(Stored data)
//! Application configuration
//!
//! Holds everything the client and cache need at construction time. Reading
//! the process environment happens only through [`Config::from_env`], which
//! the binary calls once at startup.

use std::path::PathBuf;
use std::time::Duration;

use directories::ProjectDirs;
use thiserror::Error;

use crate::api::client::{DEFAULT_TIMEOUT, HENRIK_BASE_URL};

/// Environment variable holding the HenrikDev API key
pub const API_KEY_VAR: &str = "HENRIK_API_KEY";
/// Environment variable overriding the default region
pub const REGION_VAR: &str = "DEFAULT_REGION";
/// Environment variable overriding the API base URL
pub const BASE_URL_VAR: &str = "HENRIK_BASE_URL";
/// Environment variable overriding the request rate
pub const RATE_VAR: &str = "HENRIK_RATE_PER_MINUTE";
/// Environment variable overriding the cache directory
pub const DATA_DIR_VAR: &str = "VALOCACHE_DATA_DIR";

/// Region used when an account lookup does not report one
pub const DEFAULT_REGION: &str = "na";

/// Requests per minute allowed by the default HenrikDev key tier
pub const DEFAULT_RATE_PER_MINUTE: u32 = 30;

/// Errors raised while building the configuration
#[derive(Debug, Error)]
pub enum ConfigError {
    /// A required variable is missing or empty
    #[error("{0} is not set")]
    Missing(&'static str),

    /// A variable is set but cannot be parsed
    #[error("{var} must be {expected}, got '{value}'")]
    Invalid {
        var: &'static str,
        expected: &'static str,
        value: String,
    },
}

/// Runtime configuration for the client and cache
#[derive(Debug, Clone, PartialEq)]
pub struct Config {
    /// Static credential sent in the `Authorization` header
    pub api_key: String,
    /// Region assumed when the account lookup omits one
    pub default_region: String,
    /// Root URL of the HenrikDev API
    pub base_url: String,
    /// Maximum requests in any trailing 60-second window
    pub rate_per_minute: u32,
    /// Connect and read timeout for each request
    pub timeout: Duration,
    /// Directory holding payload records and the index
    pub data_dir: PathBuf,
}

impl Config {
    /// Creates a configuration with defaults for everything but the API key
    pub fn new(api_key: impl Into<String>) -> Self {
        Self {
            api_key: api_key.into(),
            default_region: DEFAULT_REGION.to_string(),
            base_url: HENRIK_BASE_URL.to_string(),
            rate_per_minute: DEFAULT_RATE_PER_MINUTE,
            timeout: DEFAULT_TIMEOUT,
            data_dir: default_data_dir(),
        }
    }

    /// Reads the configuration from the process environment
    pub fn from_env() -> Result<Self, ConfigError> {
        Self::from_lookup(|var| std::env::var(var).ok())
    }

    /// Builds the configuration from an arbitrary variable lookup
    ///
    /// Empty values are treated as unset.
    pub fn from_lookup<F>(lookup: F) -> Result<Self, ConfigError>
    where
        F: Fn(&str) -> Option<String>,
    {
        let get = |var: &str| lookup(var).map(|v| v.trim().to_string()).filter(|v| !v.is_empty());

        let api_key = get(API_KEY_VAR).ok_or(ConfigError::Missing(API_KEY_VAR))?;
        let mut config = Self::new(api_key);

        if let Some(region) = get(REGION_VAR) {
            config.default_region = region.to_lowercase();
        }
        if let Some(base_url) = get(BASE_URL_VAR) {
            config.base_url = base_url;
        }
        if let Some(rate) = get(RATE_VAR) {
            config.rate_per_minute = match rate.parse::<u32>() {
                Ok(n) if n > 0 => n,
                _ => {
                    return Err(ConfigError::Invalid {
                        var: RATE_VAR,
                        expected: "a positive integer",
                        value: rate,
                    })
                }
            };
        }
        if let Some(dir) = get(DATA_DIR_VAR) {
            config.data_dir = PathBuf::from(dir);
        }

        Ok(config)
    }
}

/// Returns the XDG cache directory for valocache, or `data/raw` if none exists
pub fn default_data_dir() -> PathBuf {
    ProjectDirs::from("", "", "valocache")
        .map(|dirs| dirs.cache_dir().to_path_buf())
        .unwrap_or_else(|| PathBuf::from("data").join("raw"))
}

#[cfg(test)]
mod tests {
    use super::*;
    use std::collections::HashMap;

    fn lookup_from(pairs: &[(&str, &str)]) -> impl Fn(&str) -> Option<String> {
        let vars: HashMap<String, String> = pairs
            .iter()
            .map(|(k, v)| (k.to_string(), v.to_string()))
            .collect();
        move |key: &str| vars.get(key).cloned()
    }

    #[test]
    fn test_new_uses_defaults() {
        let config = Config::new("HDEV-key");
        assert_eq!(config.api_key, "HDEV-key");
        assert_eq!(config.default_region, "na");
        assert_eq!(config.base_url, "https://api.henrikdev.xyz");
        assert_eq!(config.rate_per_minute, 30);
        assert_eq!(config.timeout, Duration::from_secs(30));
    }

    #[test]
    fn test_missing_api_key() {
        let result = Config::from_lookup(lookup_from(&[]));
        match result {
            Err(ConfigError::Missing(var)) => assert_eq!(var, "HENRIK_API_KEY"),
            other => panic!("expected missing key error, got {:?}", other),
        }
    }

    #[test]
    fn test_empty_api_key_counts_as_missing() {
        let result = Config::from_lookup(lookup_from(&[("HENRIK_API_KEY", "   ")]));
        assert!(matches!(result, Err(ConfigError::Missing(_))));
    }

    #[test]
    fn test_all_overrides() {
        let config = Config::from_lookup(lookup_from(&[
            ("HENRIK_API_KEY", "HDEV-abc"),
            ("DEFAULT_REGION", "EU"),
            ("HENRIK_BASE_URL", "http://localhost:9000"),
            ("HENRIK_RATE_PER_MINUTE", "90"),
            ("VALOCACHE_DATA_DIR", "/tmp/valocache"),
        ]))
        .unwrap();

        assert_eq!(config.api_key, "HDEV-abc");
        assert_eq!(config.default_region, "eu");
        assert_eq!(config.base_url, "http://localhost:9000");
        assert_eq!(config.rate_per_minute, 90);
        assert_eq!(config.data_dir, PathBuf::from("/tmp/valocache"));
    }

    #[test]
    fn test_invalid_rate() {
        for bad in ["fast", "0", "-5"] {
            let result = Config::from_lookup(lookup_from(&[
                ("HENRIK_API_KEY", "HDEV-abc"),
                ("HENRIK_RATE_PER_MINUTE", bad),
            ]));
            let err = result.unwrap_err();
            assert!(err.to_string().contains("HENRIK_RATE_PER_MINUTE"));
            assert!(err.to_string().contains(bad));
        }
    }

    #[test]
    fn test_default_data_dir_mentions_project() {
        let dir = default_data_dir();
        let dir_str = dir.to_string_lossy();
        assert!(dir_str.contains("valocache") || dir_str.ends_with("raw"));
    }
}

--

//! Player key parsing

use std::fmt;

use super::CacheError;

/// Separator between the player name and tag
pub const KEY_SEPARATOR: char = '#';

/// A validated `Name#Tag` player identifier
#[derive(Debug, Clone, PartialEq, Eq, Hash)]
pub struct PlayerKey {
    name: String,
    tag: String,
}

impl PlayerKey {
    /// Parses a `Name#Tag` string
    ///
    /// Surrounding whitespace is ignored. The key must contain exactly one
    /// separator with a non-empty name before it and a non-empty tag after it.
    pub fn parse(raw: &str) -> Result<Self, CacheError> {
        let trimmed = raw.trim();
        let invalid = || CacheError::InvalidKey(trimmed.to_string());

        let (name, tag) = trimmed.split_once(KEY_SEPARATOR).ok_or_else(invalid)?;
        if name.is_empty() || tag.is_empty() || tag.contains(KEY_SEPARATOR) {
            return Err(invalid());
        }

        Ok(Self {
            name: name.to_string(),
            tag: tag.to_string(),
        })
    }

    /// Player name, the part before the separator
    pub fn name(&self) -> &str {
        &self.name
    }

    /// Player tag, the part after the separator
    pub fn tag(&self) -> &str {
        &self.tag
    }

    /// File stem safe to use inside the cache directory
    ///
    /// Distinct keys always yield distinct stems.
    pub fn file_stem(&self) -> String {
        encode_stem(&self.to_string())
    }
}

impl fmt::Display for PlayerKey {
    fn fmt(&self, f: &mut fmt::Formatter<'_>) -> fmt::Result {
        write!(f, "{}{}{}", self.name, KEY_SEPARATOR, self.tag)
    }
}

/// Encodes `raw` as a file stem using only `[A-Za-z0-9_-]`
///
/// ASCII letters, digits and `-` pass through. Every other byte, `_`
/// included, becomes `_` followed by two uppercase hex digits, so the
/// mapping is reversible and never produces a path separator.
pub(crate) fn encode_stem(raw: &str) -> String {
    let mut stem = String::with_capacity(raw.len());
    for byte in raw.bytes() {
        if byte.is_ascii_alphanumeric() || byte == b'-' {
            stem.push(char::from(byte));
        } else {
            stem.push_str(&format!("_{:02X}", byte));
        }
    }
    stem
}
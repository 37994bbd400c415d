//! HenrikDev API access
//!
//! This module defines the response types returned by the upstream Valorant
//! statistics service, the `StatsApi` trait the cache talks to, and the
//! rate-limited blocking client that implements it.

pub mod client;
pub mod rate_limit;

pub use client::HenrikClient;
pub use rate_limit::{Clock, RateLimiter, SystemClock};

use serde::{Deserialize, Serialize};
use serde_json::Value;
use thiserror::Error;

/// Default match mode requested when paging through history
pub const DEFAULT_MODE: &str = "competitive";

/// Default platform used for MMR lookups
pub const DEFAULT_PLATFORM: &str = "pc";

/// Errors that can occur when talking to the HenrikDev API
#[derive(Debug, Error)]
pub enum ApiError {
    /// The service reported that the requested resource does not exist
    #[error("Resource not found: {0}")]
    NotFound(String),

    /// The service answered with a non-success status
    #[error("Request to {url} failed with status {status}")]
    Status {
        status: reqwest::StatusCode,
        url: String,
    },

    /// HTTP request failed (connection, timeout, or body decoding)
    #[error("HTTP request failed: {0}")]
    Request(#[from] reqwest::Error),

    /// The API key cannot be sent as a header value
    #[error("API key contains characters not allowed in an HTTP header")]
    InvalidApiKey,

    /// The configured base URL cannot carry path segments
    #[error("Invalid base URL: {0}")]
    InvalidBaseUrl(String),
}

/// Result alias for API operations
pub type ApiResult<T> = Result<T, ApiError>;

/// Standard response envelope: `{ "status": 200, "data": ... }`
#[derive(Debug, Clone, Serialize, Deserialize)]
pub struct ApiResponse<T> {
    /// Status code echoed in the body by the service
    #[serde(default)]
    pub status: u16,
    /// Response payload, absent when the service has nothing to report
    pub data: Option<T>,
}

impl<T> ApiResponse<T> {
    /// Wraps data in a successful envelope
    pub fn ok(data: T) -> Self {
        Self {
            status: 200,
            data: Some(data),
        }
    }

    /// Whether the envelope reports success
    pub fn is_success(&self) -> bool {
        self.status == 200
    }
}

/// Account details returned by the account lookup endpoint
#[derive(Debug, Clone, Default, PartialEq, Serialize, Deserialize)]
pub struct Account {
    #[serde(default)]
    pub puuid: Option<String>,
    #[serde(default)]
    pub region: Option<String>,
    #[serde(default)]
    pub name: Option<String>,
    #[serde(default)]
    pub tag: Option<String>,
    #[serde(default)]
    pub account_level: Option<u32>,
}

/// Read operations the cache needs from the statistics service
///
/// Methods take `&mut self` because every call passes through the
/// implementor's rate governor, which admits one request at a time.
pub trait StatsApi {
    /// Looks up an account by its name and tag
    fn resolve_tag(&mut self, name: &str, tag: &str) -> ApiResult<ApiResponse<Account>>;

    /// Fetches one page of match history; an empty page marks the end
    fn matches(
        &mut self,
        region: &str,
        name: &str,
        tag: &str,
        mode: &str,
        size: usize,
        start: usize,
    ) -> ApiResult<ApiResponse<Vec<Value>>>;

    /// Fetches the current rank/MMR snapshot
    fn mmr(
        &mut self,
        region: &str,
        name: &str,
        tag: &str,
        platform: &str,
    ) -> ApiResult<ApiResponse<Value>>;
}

---

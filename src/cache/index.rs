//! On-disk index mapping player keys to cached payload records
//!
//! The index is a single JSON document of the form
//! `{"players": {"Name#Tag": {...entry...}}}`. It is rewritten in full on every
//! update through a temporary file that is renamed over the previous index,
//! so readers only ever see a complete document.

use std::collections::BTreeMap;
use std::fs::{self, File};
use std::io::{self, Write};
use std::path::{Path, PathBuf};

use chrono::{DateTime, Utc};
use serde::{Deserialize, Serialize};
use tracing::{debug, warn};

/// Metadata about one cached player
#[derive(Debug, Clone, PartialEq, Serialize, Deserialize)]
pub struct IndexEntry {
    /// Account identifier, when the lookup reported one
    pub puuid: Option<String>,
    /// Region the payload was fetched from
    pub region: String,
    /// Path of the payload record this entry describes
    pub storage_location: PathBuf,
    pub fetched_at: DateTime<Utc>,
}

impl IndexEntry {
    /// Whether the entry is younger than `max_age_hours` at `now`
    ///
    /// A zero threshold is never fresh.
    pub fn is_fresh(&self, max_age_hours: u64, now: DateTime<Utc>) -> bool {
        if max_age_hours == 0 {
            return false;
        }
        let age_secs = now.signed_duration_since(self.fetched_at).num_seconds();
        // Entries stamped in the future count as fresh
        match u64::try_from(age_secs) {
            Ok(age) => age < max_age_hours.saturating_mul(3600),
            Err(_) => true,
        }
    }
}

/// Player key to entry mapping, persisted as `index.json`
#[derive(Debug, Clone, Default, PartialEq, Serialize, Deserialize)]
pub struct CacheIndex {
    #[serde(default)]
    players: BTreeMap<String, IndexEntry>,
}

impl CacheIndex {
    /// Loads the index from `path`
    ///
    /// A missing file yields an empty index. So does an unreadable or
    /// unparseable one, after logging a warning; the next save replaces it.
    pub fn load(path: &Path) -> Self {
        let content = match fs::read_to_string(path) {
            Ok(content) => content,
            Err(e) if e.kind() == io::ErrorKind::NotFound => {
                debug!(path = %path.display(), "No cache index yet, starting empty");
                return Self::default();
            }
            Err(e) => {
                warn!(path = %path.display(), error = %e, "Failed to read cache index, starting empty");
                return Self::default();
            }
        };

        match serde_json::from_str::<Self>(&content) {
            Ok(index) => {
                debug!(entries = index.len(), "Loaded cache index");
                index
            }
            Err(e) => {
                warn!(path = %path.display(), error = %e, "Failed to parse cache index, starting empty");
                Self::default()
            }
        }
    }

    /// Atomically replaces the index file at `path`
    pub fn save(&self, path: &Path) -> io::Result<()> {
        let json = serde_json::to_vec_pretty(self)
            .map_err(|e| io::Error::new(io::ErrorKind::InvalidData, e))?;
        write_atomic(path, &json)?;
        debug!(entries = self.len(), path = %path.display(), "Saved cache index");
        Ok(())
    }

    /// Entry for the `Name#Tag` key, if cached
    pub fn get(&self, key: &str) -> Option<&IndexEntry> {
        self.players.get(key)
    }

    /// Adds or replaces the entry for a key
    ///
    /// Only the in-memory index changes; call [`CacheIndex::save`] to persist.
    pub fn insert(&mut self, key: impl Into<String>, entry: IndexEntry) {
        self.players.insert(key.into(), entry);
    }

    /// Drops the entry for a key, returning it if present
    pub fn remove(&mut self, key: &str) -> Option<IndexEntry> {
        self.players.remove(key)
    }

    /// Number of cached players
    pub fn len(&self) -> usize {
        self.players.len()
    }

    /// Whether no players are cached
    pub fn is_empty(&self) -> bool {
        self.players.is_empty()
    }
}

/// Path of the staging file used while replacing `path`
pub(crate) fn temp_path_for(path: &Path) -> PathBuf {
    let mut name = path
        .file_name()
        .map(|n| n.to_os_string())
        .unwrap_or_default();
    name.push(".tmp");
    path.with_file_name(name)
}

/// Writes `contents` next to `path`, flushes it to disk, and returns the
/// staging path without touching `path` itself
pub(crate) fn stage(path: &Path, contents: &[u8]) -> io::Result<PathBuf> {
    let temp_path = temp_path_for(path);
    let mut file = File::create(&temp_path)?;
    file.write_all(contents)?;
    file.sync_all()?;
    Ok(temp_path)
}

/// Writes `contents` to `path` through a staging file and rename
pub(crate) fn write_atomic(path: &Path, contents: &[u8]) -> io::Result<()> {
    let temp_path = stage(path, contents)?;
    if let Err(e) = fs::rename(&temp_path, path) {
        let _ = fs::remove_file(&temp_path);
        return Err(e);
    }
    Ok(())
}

» **WORK ORDER**
Will you return exactly the lines above from the one with "if let Some(base_url)" down to the one with "v)| (k.to_string(), v.to_string()))", counting both as part of the range?

» **FINISHED TASK**
        if let Some(base_url) = get(BASE_URL_VAR) {
            config.base_url = base_url;
        }
        if let Some(rate) = get(RATE_VAR) {
            config.rate_per_minute = match rate.parse::<u32>() {
                Ok(n) if n > 0 => n,
                _ => {
                    return Err(ConfigError::Invalid {
                        var: RATE_VAR,
                        expected: "a positive integer",
                        value: rate,
                    })
                }
            };
        }
        if let Some(dir) = get(DATA_DIR_VAR) {
            config.data_dir = PathBuf::from(dir);
        }

        Ok(config)
    }
}

/// Returns the XDG cache directory for valocache, or `data/raw` if none exists
pub fn default_data_dir() -> PathBuf {
    ProjectDirs::from("", "", "valocache")
        .map(|dirs| dirs.cache_dir().to_path_buf())
        .unwrap_or_else(|| PathBuf::from("data").join("raw"))
}

#[cfg(test)]
mod tests {
    use super::*;
    use std::collections::HashMap;

    fn lookup_from(pairs: &[(&str, &str)]) -> impl Fn(&str) -> Option<String> {
        let vars: HashMap<String, String> = pairs
            .iter()
            .map(|(k, v)| (k.to_string(), v.to_string()))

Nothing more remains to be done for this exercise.